Erst sorgt ein heftiger Sturm für umgefegte Bäume und zerstörte Fensterscheiben, dann zieht dichter Nebel auf. Angesichts des ungemütlichen Wetters will Filmplakat-Maler David Drayton (
Thomas Jane,
"Deep Blue Sea") zusammen mit seinem achtjährigen Sohn noch schnell ein paar Vorräte im Supermarkt einkaufen. Doch der Nebel wird so schnell zur bedrohlichen Suppe, dass Kunden und Belegschaft beschließen, zwischen den Einkaufsregalen auszuharren. Offenbar eine gute Entscheidung – denn das Tiefdruckgebiet bringt gefährliches Ungeziefer mit sich. Die frömmelnde Kleinstädterin Mrs. Carmody (
Marcia Gay Harden,
"Mystic River") sieht gar die Boten der Apokalypse ans Schaufenster klopfen…

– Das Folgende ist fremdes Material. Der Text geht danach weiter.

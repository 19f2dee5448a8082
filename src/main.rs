// Main entry point - Dependency injection and server setup
use std::sync::Arc;

use battery_log_analyzer::application::session_service::SessionService;
use battery_log_analyzer::application::streaming_service::StreamingAnalysisService;
use battery_log_analyzer::infrastructure::config::load_config;
use battery_log_analyzer::infrastructure::memory_repository::InMemorySessionRepository;
use battery_log_analyzer::presentation::app_state::AppState;
use battery_log_analyzer::presentation::router::create_router;
use tracing_subscriber::EnvFilter;

#[tokio::main]
async fn main() -> anyhow::Result<()> {
    // Initialize tracing
    tracing_subscriber::fmt()
        .with_env_filter(EnvFilter::try_from_default_env().unwrap_or_else(|_| EnvFilter::new("info")))
        .init();

    // Load configuration
    let config = load_config()?;
    let options = config.analysis_options()?;

    // Create repository (infrastructure layer)
    let repository = Arc::new(InMemorySessionRepository::new());

    // Create services (application layer)
    let session_service = SessionService::new(repository.clone(), options);
    let streaming_service = StreamingAnalysisService::new(
        repository.clone(),
        options,
        config.streaming.channel_capacity,
    );

    // Create application state
    let state = Arc::new(AppState {
        session_service,
        streaming_service,
    });

    // Build router (presentation layer)
    let router = create_router(state, config.server.max_upload_bytes);

    // Start server
    let addr = config.socket_addr()?;
    tracing::info!("Starting battery-log-analyzer service on {}", addr);

    axum::serve(tokio::net::TcpListener::bind(addr).await?, router).await?;

    Ok(())
}
use battery_log_analyzer::domain::battery::PhaseType;
use battery_log_analyzer::{analyze, ParsedLog, Scope};

const START: i64 = 1_700_000_000;

fn line(offset: i64, voltage: &str, current: &str, ah: &str) -> String {
    format!("{};{};{};{};12,0;30;25", START + offset * 60, voltage, current, ah)
}

fn log_of(currents: &[&str]) -> String {
    currents
        .iter()
        .enumerate()
        .map(|(i, current)| line(i as i64, "3,9", current, "0"))
        .collect::<Vec<_>>()
        .join("\n")
}

#[test]
fn constant_current_charge_end_to_end() {
    let ah = [
        "0,000", "0,006", "0,011", "0,017", "0,022", "0,028", "0,033", "0,039", "0,044", "0,050",
    ];
    let raw = ah
        .iter()
        .enumerate()
        .map(|(i, ah)| line(i as i64, "4,1", "1,5", ah))
        .collect::<Vec<_>>()
        .join("\n");

    let result = analyze(&raw, Scope::All);

    assert_eq!(result.phases.len(), 1);
    assert_eq!(result.phases[0].phase_type, PhaseType::Charge);
    assert_eq!(result.phases[0].data.len(), 10);
    assert_eq!(result.charge_summary.data.accumulated_capacity, "0.050");
    // first point at or above 0.04 Ah is the ninth
    assert_eq!(result.efficiency.stats.time_80_percent_secs, 8 * 60);
    assert_eq!(result.efficiency.data.time_80_percent, "8 м");

    let json = serde_json::to_value(&result).unwrap();
    assert_eq!(json["chargeSummary"]["data"]["accumulatedCapacity"], "0.050");
    assert_eq!(json["efficiency"]["data"]["time80Percent"], "8 м");
    assert_eq!(json["phases"][0]["type"], "charge");
}

#[test]
fn short_interruption_is_absorbed() {
    let mut currents = vec!["1,5"; 10];
    currents.extend(["-1,5"; 2]);
    currents.extend(["1,5"; 10]);

    let phases = analyze(&log_of(&currents), Scope::All).phases;
    assert_eq!(phases.len(), 1);
    assert_eq!(phases[0].phase_type, PhaseType::Charge);
    assert_eq!(phases[0].data.len(), 22);
}

#[test]
fn dead_band_boundary() {
    let rest = ParsedLog::parse(&log_of(&["-0,01"; 6]));
    assert_eq!(rest.phases[0].phase_type, PhaseType::Rest);

    let discharge = ParsedLog::parse(&log_of(&["-0,011"; 6]));
    assert_eq!(discharge.phases[0].phase_type, PhaseType::Discharge);
}

#[test]
fn parser_drops_duplicates_and_invalid_rows() {
    let raw = [
        line(0, "3,70", "1", "0"),
        line(0, "3,99", "1", "0"),
        "0;3,7;1;0;12;30;25".to_string(),
        "abc;3,7;1;0;12;30;25".to_string(),
        "1700000600;3,7;1".to_string(),
        String::new(),
        line(1, "3.70", "1", "0"),
    ]
    .join("\n");

    let log = ParsedLog::parse(&raw);
    assert_eq!(log.points.len(), 2);
    assert_eq!(log.points[0].voltage, 3.7);
    assert_eq!(log.points[0].voltage, log.points[1].voltage);
}

#[test]
fn repeated_analysis_is_identical() {
    let raw = log_of(&["-2"; 8]);
    assert_eq!(analyze(&raw, Scope::All), analyze(&raw, Scope::All));
}

#[test]
fn unknown_phase_scope_means_whole_log() {
    let mut currents = vec!["-2"; 8];
    currents.extend(["1,5"; 8]);
    let raw = log_of(&currents);

    let all = analyze(&raw, Scope::All);
    assert_eq!(all.phases.len(), 2);
    assert_eq!(analyze(&raw, Scope::Phase(99)), all);
    assert_ne!(analyze(&raw, Scope::Phase(1)), all);
}

#[test]
fn empty_log_is_safe() {
    let result = analyze("", Scope::All);
    assert!(result.phases.is_empty());
    assert_eq!(result.charge_summary.data.accumulated_capacity, "0.000");
    assert!(result.power_quality.items.is_empty());
    assert!(result.efficiency.items.is_empty());
}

Regisseur Frank Darabont hat sich bei seinen bisherigen Stephen-King-Verfilmungen
"Die Verurteilten" und
"The Green Mile" an die wenigen monsterfreien Vorlagen des Horror-Autors gehalten. "Der Nebel" basiert auf einer Erzählung aus Kings Kurzgeschichtensammlung "Im Morgengrauen", und darin müssen sich die Charaktere mit allerlei fiesem Ungeziefer anlegen. Darabont allerdings hat mehr im Sinn, als reines Monsterkino - auch wenn die entsprechenden Filmszenen trotz mäßiger Tricktechnik durchaus effektiv geraten sind. Der Regisseur und Drehbuchautor spinnt aus der klaustrophobischen Ausgangslage eine kluge Studie über die Natur des Menschen in scheinbar aussichtslosen Situationen. Das Ergebnis ist ein überraschend böser Kommentar zur gesellschaftlichen und politischen Weltlage – verkleidet im Gewand eines B-Films. Clever!